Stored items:
- Opening Delimiter -
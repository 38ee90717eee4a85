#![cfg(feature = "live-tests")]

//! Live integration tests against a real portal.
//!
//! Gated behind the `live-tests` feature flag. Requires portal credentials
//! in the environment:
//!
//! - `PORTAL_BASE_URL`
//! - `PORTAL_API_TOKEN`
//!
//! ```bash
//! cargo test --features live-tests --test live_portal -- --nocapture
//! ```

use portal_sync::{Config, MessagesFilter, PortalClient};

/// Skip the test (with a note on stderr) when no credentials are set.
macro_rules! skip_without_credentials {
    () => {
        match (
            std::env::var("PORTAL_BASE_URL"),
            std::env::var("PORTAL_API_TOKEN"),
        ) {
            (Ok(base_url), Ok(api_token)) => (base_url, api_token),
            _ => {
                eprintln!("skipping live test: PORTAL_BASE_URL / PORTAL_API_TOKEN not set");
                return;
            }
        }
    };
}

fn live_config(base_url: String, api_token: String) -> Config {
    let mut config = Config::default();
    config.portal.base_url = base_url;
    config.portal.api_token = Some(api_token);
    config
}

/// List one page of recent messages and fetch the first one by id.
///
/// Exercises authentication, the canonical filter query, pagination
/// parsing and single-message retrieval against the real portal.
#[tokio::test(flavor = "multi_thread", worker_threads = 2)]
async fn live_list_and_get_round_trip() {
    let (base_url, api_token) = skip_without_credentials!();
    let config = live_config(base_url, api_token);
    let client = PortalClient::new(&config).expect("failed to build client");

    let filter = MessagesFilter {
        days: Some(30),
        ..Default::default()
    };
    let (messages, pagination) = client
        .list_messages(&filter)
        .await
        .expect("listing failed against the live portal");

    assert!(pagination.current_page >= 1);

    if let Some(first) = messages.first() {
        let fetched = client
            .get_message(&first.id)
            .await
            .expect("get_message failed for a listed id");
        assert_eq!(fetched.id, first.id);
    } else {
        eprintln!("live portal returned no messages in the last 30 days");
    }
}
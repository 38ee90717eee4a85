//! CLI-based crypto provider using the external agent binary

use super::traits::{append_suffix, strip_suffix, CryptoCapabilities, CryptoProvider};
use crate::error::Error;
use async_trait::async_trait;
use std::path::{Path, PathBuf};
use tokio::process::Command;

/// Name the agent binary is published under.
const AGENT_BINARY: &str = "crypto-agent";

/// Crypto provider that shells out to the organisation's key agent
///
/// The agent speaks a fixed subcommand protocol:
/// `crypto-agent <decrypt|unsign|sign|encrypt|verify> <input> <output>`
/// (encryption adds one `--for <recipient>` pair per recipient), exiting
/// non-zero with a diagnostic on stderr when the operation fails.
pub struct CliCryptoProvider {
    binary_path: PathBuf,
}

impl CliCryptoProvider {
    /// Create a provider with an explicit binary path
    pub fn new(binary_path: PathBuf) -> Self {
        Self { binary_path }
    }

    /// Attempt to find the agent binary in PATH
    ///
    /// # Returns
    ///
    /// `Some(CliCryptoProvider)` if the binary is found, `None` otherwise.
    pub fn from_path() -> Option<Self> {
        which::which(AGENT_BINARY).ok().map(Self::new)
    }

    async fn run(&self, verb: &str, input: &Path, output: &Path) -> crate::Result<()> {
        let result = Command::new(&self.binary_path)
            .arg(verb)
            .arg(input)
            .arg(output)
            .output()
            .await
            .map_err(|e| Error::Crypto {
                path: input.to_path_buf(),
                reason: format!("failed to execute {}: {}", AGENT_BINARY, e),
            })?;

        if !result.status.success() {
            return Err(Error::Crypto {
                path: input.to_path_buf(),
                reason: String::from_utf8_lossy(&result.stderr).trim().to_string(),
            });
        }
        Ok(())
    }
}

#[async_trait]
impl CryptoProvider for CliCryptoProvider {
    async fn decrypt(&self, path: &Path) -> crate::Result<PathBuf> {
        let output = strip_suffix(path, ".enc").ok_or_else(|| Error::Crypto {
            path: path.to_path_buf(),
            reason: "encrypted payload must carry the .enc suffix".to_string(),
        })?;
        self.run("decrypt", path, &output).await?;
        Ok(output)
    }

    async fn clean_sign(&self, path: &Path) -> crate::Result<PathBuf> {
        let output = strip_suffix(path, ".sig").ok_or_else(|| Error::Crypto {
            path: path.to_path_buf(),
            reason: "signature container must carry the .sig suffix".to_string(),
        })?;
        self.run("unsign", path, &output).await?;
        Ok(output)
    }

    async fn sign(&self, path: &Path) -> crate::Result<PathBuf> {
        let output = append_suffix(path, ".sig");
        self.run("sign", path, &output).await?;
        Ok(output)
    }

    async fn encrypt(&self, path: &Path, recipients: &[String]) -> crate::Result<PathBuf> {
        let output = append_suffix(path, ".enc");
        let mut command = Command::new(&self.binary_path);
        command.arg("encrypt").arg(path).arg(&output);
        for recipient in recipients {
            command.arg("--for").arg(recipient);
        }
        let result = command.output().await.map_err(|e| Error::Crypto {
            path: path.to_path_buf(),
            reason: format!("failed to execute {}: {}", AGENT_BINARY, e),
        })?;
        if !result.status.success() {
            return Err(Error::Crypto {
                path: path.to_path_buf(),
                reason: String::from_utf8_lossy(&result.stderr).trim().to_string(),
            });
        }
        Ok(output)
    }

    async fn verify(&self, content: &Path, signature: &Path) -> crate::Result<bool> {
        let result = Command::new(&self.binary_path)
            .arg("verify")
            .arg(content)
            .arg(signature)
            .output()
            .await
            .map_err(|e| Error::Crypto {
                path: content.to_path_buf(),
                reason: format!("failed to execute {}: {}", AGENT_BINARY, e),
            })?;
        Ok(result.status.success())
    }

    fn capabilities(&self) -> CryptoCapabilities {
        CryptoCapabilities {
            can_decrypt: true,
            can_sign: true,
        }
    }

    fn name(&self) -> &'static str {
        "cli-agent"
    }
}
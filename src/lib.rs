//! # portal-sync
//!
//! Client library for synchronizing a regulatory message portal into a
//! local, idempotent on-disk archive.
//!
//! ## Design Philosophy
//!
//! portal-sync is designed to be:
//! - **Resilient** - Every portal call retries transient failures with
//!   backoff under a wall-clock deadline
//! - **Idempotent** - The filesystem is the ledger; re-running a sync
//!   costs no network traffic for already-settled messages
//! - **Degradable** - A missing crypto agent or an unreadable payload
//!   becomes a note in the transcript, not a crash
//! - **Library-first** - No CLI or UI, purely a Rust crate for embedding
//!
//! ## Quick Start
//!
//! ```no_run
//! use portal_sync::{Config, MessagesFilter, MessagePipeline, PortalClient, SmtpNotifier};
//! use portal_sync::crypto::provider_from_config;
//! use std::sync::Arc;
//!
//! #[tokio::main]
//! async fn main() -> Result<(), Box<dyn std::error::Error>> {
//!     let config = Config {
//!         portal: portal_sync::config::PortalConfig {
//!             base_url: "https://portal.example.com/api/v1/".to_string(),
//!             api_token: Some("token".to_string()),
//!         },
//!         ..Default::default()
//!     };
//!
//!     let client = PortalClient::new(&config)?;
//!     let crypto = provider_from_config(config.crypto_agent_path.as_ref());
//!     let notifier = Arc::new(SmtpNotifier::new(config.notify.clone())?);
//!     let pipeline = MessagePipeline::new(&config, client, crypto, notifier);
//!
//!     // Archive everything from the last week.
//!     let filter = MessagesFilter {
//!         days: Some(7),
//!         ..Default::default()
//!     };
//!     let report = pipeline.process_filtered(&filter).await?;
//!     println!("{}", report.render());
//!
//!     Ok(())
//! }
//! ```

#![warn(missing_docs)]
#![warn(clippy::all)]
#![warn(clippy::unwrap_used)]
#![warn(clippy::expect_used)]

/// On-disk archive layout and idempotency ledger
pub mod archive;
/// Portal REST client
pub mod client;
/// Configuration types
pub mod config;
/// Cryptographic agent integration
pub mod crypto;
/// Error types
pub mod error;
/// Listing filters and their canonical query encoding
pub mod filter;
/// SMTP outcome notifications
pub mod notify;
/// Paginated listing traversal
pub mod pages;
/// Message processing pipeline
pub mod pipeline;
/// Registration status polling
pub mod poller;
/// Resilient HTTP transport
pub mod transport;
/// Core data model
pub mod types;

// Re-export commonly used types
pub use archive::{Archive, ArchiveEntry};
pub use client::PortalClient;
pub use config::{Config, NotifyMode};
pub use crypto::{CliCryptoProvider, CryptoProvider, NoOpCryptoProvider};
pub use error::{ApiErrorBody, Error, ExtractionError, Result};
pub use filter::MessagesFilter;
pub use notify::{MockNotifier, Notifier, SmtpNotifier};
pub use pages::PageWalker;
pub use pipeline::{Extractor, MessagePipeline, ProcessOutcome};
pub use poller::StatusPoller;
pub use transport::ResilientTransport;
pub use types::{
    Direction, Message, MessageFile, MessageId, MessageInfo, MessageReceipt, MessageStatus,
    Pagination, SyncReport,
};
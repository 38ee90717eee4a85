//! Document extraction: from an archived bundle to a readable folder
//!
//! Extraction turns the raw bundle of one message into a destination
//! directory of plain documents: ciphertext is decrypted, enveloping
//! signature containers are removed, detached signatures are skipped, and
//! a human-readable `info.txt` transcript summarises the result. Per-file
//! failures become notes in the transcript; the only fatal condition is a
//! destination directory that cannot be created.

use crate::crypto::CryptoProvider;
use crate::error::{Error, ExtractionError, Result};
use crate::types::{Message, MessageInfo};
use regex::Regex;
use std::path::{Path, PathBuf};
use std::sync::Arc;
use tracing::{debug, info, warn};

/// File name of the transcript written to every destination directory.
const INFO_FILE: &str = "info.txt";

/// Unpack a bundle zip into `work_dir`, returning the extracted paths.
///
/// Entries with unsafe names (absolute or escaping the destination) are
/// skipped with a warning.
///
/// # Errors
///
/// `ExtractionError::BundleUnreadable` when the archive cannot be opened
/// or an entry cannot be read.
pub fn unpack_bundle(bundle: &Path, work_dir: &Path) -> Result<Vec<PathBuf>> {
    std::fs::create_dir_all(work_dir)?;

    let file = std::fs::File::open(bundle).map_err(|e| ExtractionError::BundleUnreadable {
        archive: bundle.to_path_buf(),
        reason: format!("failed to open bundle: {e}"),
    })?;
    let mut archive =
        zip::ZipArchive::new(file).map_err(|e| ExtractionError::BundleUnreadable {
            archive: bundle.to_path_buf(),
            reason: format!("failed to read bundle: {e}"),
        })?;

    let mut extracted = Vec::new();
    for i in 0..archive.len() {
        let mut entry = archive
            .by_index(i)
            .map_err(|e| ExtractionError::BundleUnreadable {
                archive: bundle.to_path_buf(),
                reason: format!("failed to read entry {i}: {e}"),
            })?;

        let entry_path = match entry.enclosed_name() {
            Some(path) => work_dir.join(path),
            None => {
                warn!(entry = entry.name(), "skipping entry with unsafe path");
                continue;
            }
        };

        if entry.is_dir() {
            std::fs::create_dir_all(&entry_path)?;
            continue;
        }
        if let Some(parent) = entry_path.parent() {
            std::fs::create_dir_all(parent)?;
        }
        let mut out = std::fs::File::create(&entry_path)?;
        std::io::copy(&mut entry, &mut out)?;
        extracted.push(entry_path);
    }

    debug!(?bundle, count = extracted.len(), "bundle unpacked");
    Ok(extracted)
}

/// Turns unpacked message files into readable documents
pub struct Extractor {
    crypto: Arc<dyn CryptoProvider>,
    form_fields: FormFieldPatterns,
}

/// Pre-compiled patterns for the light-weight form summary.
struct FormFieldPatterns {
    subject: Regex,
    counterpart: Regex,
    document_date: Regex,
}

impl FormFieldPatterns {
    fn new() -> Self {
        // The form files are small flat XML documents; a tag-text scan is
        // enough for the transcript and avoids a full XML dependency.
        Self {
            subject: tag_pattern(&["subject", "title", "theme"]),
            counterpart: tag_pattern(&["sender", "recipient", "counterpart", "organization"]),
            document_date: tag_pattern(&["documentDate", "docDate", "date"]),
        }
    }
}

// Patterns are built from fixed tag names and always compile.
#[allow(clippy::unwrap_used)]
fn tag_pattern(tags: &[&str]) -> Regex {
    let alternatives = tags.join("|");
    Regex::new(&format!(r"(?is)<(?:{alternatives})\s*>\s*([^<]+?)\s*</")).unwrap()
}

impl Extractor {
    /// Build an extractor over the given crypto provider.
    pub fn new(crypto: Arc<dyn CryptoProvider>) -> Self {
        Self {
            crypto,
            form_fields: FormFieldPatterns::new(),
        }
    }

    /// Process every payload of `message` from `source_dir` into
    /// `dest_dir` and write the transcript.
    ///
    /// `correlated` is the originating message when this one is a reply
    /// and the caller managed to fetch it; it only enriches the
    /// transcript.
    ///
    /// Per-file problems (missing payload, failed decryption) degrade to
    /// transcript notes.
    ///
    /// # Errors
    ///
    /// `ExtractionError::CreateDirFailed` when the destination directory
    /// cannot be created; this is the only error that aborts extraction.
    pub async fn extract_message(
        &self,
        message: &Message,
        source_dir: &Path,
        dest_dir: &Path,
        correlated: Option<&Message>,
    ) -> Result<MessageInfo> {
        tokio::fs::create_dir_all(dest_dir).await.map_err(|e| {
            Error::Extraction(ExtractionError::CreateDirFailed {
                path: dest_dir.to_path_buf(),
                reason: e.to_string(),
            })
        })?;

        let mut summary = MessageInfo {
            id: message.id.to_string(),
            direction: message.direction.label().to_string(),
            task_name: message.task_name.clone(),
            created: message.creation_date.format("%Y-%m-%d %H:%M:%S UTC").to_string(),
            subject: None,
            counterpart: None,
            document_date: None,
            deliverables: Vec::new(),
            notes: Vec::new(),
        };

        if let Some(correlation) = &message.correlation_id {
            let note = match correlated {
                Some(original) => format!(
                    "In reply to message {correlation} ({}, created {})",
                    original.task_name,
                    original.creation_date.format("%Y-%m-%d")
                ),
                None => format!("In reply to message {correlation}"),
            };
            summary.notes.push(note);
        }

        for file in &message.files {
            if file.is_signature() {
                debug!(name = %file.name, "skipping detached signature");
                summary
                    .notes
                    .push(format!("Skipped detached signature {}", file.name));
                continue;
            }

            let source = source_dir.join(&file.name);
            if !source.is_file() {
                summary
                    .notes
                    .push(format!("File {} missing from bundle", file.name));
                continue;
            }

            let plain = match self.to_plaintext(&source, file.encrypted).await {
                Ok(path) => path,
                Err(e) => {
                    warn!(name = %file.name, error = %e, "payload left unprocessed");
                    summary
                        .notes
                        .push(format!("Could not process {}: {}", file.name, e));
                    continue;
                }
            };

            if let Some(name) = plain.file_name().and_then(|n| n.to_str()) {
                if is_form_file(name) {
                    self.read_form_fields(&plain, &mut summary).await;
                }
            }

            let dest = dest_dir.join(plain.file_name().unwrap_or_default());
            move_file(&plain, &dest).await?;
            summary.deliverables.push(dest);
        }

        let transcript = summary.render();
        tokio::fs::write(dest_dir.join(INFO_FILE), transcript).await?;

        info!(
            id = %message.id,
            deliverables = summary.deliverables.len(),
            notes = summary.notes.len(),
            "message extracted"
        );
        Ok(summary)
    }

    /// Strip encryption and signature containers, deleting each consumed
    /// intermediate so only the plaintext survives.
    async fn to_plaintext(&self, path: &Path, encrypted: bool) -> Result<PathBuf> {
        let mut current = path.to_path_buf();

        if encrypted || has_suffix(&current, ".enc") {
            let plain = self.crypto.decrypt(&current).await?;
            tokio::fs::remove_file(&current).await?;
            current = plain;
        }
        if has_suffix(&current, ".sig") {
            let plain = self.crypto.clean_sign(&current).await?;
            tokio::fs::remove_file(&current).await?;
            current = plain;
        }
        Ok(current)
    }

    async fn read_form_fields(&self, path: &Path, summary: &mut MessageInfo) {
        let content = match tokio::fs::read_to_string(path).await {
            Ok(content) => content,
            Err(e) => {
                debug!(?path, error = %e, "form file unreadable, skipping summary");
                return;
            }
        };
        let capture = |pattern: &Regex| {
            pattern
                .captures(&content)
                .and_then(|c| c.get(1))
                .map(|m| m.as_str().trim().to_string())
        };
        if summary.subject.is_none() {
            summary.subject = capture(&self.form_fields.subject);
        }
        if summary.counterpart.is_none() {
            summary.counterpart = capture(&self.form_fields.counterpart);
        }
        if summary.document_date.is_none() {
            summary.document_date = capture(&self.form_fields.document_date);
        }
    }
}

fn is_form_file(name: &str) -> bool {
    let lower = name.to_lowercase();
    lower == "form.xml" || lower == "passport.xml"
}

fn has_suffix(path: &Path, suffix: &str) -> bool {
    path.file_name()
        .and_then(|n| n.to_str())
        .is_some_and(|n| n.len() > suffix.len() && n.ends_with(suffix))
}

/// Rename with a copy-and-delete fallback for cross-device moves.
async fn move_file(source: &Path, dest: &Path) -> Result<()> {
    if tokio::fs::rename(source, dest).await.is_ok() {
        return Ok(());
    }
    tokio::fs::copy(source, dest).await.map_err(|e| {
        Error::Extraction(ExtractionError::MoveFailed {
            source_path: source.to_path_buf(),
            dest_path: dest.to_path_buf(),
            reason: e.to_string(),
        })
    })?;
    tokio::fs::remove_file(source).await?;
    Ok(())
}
- Closing Delimiter -
- **What is being asked**: Filter the records above, keeping each line that contains the word "impl".

- **Result for this exercise**:
impl CliCryptoProvider {
impl CryptoProvider for CliCryptoProvider {
impl FormFieldPatterns {
impl Extractor {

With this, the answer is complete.